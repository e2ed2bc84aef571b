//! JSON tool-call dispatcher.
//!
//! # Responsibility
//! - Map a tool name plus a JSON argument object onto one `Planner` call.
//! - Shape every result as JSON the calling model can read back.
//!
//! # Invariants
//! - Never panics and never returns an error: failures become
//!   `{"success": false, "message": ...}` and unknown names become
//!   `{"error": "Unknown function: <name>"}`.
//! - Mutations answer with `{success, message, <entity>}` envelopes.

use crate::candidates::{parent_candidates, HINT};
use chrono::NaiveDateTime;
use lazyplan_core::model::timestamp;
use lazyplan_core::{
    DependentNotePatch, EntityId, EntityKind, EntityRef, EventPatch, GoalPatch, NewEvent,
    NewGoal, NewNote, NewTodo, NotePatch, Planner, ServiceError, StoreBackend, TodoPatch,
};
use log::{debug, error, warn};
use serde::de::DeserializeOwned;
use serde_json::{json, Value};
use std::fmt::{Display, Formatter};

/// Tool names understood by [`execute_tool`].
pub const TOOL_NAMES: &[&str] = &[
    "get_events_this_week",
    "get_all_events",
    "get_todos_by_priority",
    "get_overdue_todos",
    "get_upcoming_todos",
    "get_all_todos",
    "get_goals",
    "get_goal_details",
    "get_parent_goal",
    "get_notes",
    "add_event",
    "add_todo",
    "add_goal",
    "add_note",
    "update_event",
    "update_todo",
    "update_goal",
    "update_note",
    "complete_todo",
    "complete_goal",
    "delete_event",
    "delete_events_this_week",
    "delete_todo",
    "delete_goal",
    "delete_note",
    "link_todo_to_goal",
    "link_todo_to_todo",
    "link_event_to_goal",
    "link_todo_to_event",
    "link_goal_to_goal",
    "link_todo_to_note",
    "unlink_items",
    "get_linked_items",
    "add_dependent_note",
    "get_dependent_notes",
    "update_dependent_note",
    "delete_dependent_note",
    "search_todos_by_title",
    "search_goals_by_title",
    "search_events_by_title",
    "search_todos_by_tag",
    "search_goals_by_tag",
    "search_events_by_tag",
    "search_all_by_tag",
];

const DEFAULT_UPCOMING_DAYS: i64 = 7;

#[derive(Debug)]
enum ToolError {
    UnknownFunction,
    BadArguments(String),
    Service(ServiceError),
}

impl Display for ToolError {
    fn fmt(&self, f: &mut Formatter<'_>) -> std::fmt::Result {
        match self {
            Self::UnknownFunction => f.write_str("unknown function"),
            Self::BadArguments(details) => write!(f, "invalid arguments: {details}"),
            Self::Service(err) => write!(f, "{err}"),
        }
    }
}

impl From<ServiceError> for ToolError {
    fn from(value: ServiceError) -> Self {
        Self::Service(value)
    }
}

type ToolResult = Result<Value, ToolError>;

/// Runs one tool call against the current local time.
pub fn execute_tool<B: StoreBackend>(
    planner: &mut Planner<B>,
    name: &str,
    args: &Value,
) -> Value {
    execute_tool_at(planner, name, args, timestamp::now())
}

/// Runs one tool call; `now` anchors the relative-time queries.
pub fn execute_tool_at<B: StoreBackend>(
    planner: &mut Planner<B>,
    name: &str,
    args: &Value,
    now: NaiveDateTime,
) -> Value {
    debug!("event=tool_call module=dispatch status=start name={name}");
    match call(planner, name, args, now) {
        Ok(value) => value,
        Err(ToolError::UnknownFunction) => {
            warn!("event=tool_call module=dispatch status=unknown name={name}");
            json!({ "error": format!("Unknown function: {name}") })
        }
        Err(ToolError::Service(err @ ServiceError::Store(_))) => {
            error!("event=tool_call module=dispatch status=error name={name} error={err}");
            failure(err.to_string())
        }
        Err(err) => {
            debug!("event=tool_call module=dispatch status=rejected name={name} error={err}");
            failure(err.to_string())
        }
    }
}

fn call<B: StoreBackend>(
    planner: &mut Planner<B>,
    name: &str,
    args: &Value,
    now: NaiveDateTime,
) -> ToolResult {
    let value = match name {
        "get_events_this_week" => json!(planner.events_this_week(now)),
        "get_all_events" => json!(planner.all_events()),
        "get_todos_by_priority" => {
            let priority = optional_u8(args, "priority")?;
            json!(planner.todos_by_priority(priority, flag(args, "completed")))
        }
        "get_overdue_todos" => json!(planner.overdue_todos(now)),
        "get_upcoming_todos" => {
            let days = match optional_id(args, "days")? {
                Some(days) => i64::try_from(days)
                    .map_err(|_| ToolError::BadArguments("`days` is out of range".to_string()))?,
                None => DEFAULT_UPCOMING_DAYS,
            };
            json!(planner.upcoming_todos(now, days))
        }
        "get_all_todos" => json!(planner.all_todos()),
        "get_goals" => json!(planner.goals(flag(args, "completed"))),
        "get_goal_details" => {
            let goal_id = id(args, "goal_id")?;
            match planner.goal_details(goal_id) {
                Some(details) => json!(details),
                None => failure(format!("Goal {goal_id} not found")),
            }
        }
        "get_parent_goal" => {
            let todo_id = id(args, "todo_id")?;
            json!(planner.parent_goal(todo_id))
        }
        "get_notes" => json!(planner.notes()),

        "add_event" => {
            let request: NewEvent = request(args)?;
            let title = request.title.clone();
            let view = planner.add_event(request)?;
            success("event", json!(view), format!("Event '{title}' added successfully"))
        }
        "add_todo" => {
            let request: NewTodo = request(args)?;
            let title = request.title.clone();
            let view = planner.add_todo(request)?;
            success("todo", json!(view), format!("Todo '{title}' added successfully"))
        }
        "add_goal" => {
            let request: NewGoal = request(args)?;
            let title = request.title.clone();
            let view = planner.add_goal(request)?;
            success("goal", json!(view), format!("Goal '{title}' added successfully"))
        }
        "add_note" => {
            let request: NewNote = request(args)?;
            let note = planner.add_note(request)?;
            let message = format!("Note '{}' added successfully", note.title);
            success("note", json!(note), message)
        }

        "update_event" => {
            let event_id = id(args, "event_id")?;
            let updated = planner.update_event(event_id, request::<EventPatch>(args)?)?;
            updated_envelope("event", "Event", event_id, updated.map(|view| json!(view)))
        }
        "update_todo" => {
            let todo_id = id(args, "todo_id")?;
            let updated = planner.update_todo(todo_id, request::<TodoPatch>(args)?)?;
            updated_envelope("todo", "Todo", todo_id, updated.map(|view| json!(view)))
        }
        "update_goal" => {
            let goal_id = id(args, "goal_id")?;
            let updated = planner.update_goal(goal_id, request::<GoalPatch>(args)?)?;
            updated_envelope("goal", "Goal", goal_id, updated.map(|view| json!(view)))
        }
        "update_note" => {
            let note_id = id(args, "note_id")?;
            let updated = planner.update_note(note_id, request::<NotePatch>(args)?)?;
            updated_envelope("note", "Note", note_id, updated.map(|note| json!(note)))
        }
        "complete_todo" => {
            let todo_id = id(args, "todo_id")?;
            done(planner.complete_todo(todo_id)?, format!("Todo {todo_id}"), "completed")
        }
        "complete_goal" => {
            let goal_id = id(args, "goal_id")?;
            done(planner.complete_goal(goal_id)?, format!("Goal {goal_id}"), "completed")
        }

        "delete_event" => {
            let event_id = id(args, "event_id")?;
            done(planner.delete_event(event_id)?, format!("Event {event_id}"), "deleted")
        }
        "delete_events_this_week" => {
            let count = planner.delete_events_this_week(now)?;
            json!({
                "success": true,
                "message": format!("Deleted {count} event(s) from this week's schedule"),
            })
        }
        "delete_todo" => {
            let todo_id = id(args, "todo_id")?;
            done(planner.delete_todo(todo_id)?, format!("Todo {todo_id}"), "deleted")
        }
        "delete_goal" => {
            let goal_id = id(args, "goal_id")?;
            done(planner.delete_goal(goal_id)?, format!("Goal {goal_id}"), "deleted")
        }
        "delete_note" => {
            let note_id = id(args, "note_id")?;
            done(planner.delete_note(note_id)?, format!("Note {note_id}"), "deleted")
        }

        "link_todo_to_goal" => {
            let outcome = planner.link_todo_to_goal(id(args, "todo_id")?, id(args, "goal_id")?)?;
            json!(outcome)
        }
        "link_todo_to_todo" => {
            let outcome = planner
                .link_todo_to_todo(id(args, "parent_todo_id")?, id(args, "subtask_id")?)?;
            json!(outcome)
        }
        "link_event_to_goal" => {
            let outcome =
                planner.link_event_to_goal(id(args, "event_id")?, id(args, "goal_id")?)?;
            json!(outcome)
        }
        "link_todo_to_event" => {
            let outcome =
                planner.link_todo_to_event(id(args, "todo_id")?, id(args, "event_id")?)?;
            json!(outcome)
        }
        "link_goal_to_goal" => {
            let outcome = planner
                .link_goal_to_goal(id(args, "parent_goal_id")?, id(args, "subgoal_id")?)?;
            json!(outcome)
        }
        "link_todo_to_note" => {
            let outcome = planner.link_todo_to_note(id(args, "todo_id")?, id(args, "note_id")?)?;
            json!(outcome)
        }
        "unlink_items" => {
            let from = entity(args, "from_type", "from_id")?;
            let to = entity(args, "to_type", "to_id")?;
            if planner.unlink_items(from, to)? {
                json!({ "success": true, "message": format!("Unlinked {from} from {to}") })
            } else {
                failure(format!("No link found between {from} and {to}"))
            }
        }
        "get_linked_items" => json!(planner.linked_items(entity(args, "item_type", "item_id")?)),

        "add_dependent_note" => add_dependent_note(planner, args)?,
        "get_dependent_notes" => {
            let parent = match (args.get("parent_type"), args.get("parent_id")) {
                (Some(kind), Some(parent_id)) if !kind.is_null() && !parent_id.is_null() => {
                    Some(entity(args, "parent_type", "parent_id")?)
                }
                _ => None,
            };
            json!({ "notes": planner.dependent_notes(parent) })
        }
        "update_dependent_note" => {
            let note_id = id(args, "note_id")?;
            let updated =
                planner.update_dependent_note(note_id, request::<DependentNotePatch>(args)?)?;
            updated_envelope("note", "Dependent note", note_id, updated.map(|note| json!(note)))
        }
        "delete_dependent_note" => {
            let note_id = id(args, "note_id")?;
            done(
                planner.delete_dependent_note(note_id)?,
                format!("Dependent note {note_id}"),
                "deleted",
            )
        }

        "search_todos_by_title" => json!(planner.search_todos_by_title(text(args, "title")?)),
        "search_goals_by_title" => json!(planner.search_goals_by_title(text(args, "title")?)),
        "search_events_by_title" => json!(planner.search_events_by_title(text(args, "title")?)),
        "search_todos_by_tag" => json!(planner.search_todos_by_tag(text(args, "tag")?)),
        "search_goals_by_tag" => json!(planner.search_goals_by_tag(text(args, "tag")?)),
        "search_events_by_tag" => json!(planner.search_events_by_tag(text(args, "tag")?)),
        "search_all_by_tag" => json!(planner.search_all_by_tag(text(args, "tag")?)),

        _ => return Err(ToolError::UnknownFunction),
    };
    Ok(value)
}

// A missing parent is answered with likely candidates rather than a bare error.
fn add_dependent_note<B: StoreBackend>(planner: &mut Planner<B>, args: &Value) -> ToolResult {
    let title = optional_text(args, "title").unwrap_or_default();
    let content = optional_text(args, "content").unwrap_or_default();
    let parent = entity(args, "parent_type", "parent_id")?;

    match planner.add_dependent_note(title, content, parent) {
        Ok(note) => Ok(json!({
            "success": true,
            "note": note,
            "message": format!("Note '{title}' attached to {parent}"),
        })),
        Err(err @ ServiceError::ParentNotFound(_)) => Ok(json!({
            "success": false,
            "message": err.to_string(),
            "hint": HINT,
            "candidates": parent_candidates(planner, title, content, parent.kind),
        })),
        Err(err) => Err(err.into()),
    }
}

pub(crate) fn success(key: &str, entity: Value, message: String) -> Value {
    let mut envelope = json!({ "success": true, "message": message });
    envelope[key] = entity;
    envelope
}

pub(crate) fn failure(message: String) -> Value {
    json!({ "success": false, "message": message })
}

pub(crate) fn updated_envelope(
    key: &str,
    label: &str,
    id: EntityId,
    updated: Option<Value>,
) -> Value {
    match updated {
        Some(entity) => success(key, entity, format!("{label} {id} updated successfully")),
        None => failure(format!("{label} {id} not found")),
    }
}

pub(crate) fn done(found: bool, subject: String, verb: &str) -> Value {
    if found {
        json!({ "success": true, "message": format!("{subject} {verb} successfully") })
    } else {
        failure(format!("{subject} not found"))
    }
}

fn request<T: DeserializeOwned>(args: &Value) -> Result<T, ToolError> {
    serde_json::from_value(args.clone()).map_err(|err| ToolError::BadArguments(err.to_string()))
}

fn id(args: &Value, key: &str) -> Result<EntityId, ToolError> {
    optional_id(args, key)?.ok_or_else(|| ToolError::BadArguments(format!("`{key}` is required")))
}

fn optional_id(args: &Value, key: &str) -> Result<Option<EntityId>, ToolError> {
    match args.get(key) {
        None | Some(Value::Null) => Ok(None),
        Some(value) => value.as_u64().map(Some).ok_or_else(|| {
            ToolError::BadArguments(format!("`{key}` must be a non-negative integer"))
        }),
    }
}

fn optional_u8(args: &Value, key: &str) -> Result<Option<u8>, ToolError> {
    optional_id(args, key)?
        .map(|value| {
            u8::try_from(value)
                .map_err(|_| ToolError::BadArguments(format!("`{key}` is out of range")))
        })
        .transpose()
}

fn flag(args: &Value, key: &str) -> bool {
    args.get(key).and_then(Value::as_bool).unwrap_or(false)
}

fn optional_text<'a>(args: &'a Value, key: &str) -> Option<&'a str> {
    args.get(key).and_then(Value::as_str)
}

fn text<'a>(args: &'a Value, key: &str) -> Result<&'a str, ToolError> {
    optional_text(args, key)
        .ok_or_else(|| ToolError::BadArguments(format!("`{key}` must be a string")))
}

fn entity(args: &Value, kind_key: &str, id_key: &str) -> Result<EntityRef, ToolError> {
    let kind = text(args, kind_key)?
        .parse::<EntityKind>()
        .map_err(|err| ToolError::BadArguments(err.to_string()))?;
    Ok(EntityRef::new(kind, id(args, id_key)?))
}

········

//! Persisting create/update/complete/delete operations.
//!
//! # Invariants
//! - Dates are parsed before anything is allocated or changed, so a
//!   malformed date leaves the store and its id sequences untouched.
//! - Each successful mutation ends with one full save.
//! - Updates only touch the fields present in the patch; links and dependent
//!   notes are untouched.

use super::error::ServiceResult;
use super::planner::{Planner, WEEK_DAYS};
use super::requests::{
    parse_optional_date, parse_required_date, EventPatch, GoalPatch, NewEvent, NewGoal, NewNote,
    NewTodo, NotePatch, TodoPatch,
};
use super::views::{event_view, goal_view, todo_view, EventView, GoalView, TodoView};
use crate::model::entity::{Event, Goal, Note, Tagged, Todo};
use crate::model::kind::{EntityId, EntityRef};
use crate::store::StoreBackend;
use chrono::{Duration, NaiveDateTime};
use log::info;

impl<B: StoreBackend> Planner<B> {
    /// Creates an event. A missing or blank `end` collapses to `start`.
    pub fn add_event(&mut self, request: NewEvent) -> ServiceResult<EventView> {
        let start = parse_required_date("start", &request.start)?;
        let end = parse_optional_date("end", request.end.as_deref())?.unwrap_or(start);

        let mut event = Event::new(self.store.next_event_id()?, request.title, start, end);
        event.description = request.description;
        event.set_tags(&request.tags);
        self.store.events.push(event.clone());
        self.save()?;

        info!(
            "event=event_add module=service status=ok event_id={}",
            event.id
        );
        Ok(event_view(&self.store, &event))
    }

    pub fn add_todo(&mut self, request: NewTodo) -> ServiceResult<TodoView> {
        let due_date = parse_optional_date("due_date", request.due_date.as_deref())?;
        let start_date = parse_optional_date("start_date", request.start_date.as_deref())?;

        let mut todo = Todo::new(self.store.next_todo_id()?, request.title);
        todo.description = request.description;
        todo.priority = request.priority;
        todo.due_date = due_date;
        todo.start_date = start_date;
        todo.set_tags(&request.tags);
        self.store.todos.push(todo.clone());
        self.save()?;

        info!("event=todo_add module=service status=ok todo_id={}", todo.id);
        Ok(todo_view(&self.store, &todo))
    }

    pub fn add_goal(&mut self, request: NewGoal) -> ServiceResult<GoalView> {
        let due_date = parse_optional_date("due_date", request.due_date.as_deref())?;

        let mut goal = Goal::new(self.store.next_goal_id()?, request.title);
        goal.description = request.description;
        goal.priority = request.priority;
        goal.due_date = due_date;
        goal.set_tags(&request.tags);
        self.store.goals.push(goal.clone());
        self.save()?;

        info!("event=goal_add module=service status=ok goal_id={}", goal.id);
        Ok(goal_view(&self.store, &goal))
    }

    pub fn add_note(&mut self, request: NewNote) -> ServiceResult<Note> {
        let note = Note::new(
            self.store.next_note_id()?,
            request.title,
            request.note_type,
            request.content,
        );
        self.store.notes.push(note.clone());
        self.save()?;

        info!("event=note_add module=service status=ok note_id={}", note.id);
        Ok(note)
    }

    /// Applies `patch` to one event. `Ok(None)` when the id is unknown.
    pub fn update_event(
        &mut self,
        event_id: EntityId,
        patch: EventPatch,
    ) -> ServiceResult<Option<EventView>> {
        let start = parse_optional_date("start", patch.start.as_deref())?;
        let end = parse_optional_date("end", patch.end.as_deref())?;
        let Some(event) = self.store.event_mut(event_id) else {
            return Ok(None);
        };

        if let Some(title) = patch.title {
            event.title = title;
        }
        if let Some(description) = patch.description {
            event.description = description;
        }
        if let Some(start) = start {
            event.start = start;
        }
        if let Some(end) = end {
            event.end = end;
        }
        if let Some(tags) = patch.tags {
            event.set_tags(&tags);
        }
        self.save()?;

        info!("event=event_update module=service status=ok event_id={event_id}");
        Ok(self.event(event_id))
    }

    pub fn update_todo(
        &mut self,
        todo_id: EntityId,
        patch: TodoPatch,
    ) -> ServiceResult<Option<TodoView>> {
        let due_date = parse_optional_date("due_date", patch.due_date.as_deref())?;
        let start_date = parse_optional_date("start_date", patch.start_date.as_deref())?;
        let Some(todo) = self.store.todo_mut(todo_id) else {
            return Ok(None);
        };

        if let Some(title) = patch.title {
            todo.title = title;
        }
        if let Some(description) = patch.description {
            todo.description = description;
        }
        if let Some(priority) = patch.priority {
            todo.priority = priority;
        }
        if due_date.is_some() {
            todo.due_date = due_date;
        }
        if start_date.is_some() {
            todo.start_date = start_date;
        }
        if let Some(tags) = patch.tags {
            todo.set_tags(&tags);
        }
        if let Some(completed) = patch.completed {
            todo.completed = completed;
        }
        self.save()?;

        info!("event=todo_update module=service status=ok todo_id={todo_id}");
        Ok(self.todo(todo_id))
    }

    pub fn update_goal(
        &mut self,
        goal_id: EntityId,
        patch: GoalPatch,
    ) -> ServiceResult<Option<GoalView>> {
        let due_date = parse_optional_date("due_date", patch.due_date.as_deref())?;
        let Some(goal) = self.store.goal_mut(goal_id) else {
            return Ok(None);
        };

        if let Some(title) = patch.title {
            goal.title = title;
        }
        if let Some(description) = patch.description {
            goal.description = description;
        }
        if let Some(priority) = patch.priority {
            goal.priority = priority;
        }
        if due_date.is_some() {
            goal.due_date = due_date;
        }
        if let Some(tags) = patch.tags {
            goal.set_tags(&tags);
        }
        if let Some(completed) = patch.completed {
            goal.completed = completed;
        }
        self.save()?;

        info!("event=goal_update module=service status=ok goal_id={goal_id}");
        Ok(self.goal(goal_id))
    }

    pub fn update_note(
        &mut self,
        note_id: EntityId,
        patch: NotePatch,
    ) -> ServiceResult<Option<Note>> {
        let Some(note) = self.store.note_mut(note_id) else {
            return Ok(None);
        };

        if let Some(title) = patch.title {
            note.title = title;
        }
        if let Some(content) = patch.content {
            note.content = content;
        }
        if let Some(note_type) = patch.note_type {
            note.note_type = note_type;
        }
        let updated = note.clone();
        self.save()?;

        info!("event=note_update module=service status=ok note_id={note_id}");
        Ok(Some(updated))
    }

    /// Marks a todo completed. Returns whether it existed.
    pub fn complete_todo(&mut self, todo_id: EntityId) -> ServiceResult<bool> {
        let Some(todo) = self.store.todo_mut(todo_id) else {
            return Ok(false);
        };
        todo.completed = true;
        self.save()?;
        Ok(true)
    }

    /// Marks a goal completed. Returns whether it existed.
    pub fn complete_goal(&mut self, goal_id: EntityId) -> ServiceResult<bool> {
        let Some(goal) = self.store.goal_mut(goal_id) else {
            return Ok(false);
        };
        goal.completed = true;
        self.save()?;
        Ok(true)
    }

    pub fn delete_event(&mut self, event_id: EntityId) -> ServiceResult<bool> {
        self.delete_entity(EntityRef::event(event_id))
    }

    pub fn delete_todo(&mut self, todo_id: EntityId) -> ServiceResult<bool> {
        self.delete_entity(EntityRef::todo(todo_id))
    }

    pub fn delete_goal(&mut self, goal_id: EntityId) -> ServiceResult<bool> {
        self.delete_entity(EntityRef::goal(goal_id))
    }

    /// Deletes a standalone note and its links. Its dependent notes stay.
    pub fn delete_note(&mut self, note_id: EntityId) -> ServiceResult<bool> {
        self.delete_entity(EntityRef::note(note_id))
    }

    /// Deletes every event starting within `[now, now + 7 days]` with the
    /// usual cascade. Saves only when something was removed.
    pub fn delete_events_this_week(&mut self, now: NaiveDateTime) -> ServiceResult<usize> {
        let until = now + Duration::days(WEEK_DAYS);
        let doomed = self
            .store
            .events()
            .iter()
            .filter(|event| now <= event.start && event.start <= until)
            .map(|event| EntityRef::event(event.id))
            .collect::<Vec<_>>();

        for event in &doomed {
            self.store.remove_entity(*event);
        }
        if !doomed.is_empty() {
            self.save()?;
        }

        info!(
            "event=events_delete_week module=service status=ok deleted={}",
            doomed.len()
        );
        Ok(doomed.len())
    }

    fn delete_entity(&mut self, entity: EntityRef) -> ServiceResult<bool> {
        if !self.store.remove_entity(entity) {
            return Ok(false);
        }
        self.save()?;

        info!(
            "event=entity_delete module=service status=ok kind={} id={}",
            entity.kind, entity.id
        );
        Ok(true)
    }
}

········

* [Your instructions]: Nothing should appear in the answer except the lines above from the line with "Creates an event." through the line with "goal.description = request.description;", both included, written out exactly.

* [Solution to this problem]:
    /// Creates an event. A missing or blank `end` collapses to `start`.
    pub fn add_event(&mut self, request: NewEvent) -> ServiceResult<EventView> {
        let start = parse_required_date("start", &request.start)?;
        let end = parse_optional_date("end", request.end.as_deref())?.unwrap_or(start);

        let mut event = Event::new(self.store.next_event_id()?, request.title, start, end);
        event.description = request.description;
        event.set_tags(&request.tags);
        self.store.events.push(event.clone());
        self.save()?;

        info!(
            "event=event_add module=service status=ok event_id={}",
            event.id
        );
        Ok(event_view(&self.store, &event))
    }

    pub fn add_todo(&mut self, request: NewTodo) -> ServiceResult<TodoView> {
        let due_date = parse_optional_date("due_date", request.due_date.as_deref())?;
        let start_date = parse_optional_date("start_date", request.start_date.as_deref())?;

        let mut todo = Todo::new(self.store.next_todo_id()?, request.title);
        todo.description = request.description;
        todo.priority = request.priority;
        todo.due_date = due_date;
        todo.start_date = start_date;
        todo.set_tags(&request.tags);
        self.store.todos.push(todo.clone());
        self.save()?;

        info!("event=todo_add module=service status=ok todo_id={}", todo.id);
        Ok(todo_view(&self.store, &todo))
    }

    pub fn add_goal(&mut self, request: NewGoal) -> ServiceResult<GoalView> {
        let due_date = parse_optional_date("due_date", request.due_date.as_deref())?;

        let mut goal = Goal::new(self.store.next_goal_id()?, request.title);
        goal.description = request.description;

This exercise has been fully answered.